### Material for this task
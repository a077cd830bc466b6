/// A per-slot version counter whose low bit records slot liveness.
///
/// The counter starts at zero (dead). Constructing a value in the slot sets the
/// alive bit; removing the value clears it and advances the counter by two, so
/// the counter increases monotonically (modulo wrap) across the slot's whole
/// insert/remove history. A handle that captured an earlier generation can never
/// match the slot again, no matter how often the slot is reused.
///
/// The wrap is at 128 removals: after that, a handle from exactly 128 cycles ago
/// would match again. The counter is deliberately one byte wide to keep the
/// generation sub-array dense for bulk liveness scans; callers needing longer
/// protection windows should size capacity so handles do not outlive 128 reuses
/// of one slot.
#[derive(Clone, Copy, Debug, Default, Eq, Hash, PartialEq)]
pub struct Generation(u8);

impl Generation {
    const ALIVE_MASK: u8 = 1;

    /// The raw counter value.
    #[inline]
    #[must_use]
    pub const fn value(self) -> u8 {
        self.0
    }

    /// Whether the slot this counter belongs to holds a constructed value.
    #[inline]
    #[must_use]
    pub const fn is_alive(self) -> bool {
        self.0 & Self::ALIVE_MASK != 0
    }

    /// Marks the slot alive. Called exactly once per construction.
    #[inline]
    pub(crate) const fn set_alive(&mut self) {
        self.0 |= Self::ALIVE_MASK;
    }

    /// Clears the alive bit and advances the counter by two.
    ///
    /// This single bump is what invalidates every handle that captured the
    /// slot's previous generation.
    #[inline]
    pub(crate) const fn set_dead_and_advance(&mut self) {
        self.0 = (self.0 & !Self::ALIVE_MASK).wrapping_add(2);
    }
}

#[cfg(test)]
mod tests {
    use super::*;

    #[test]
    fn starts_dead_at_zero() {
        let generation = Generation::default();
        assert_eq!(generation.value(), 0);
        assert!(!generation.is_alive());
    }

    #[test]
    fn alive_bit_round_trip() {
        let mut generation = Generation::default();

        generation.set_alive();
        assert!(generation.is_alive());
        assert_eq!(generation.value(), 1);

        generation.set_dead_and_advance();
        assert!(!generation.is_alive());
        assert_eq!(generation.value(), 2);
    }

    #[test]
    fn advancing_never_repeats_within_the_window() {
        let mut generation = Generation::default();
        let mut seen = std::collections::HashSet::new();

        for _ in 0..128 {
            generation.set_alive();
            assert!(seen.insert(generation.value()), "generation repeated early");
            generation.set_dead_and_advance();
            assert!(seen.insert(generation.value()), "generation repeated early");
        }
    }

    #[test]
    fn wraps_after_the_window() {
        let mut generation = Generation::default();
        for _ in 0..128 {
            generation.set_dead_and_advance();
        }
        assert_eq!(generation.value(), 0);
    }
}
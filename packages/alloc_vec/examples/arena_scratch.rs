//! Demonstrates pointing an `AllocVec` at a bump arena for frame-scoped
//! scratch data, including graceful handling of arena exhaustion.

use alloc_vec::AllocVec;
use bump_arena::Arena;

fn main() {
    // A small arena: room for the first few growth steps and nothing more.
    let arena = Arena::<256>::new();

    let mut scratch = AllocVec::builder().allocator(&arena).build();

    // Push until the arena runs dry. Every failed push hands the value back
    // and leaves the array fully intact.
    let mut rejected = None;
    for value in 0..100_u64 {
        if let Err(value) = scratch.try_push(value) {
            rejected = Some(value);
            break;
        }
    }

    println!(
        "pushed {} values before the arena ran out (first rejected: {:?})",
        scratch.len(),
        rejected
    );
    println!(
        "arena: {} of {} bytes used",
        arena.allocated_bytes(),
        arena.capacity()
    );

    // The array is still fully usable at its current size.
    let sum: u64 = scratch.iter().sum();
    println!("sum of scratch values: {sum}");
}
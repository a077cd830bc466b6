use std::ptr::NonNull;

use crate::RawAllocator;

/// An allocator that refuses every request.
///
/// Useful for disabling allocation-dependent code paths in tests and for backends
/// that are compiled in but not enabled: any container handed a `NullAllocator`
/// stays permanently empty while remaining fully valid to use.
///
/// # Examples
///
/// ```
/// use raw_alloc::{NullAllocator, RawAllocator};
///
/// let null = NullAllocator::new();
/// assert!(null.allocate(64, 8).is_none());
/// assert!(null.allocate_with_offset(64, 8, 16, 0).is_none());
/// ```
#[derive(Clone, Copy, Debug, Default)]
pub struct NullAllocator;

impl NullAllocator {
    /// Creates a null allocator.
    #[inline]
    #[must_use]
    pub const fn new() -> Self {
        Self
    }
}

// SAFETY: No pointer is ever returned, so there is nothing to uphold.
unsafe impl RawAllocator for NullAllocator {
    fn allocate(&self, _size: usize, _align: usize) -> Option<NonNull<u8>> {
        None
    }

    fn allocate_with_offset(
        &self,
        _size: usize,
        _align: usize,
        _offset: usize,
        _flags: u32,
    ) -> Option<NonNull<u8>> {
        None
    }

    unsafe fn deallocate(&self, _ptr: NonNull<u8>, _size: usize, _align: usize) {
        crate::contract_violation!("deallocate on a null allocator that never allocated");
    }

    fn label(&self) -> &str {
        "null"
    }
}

### What you have to do
Retyping the whole listing exactly is the task here.

### Response box
repository a077cd830bc466b6
/// A per-slot version counter whose low bit records slot liveness.
///
/// The counter starts at zero (dead). Constructing a value in the slot sets the
/// alive bit; removing the value clears it and advances the counter by two, so
/// the counter increases monotonically (modulo wrap) across the slot's whole
/// insert/remove history. A handle that captured an earlier generation can never
/// match the slot again, no matter how often the slot is reused.
///
/// The wrap is at 128 removals: after that, a handle from exactly 128 cycles ago
/// would match again. The counter is deliberately one byte wide to keep the
/// generation sub-array dense for bulk liveness scans; callers needing longer
/// protection windows should size capacity so handles do not outlive 128 reuses
/// of one slot.
#[derive(Clone, Copy, Debug, Default, Eq, Hash, PartialEq)]
pub struct Generation(u8);

impl Generation {
    const ALIVE_MASK: u8 = 1;

    /// The raw counter value.
    #[inline]
    #[must_use]
    pub const fn value(self) -> u8 {
        self.0
    }

    /// Whether the slot this counter belongs to holds a constructed value.
    #[inline]
    #[must_use]
    pub const fn is_alive(self) -> bool {
        self.0 & Self::ALIVE_MASK != 0
    }

    /// Marks the slot alive. Called exactly once per construction.
    #[inline]
    pub(crate) const fn set_alive(&mut self) {
        self.0 |= Self::ALIVE_MASK;
    }

    /// Clears the alive bit and advances the counter by two.
    ///
    /// This single bump is what invalidates every handle that captured the
    /// slot's previous generation.
    #[inline]
    pub(crate) const fn set_dead_and_advance(&mut self) {
        self.0 = (self.0 & !Self::ALIVE_MASK).wrapping_add(2);
    }
}

#[cfg(test)]
mod tests {
    use super::*;

    #[test]
    fn starts_dead_at_zero() {
        let generation = Generation::default();
        assert_eq!(generation.value(), 0);
        assert!(!generation.is_alive());
    }

    #[test]
    fn alive_bit_round_trip() {
        let mut generation = Generation::default();

        generation.set_alive();
        assert!(generation.is_alive());
        assert_eq!(generation.value(), 1);

        generation.set_dead_and_advance();
        assert!(!generation.is_alive());
        assert_eq!(generation.value(), 2);
    }

    #[test]
    fn advancing_never_repeats_within_the_window() {
        let mut generation = Generation::default();
        let mut seen = std::collections::HashSet::new();

        for _ in 0..128 {
            generation.set_alive();
            assert!(seen.insert(generation.value()), "generation repeated early");
            generation.set_dead_and_advance();
            assert!(seen.insert(generation.value()), "generation repeated early");
        }
    }

    #[test]
    fn wraps_after_the_window() {
        let mut generation = Generation::default();
        for _ in 0..128 {
            generation.set_dead_and_advance();
        }
        assert_eq!(generation.value(), 0);
    }
}
filename packages/alloc_vec/examples/arena_scratch.rs
//! Demonstrates pointing an `AllocVec` at a bump arena for frame-scoped
//! scratch data, including graceful handling of arena exhaustion.

use alloc_vec::AllocVec;
use bump_arena::Arena;

fn main() {
    // A small arena: room for the first few growth steps and nothing more.
    let arena = Arena::<256>::new();

    let mut scratch = AllocVec::builder().allocator(&arena).build();

    // Push until the arena runs dry. Every failed push hands the value back
    // and leaves the array fully intact.
    let mut rejected = None;
    for value in 0..100_u64 {
        if let Err(value) = scratch.try_push(value) {
            rejected = Some(value);
            break;
        }
    }

    println!(
        "pushed {} values before the arena ran out (first rejected: {:?})",
        scratch.len(),
        rejected
    );
    println!(
        "arena: {} of {} bytes used",
        arena.allocated_bytes(),
        arena.capacity()
    );

    // The array is still fully usable at its current size.
    let sum: u64 = scratch.iter().sum();
    println!("sum of scratch values: {sum}");
}
repository a077cd830bc466b6
use std::ptr::NonNull;

use crate::RawAllocator;

/// An allocator that refuses every request.
///
/// Useful for disabling allocation-dependent code paths in tests and for backends
/// that are compiled in but not enabled: any container handed a `NullAllocator`
/// stays permanently empty while remaining fully valid to use.
///
/// # Examples
///
/// ```
/// use raw_alloc::{NullAllocator, RawAllocator};
///
/// let null = NullAllocator::new();
/// assert!(null.allocate(64, 8).is_none());
/// assert!(null.allocate_with_offset(64, 8, 16, 0).is_none());
/// ```
#[derive(Clone, Copy, Debug, Default)]
pub struct NullAllocator;

impl NullAllocator {
    /// Creates a null allocator.
    #[inline]
    #[must_use]
    pub const fn new() -> Self {
        Self
    }
}

// SAFETY: No pointer is ever returned, so there is nothing to uphold.
unsafe impl RawAllocator for NullAllocator {
    fn allocate(&self, _size: usize, _align: usize) -> Option<NonNull<u8>> {
        None
    }

    fn allocate_with_offset(
        &self,
        _size: usize,
        _align: usize,
        _offset: usize,
        _flags: u32,
    ) -> Option<NonNull<u8>> {
        None
    }

    unsafe fn deallocate(&self, _ptr: NonNull<u8>, _size: usize, _align: usize) {
        crate::contract_violation!("deallocate on a null allocator that never allocated");
    }

    fn label(&self) -> &str {
        "null"
    }
}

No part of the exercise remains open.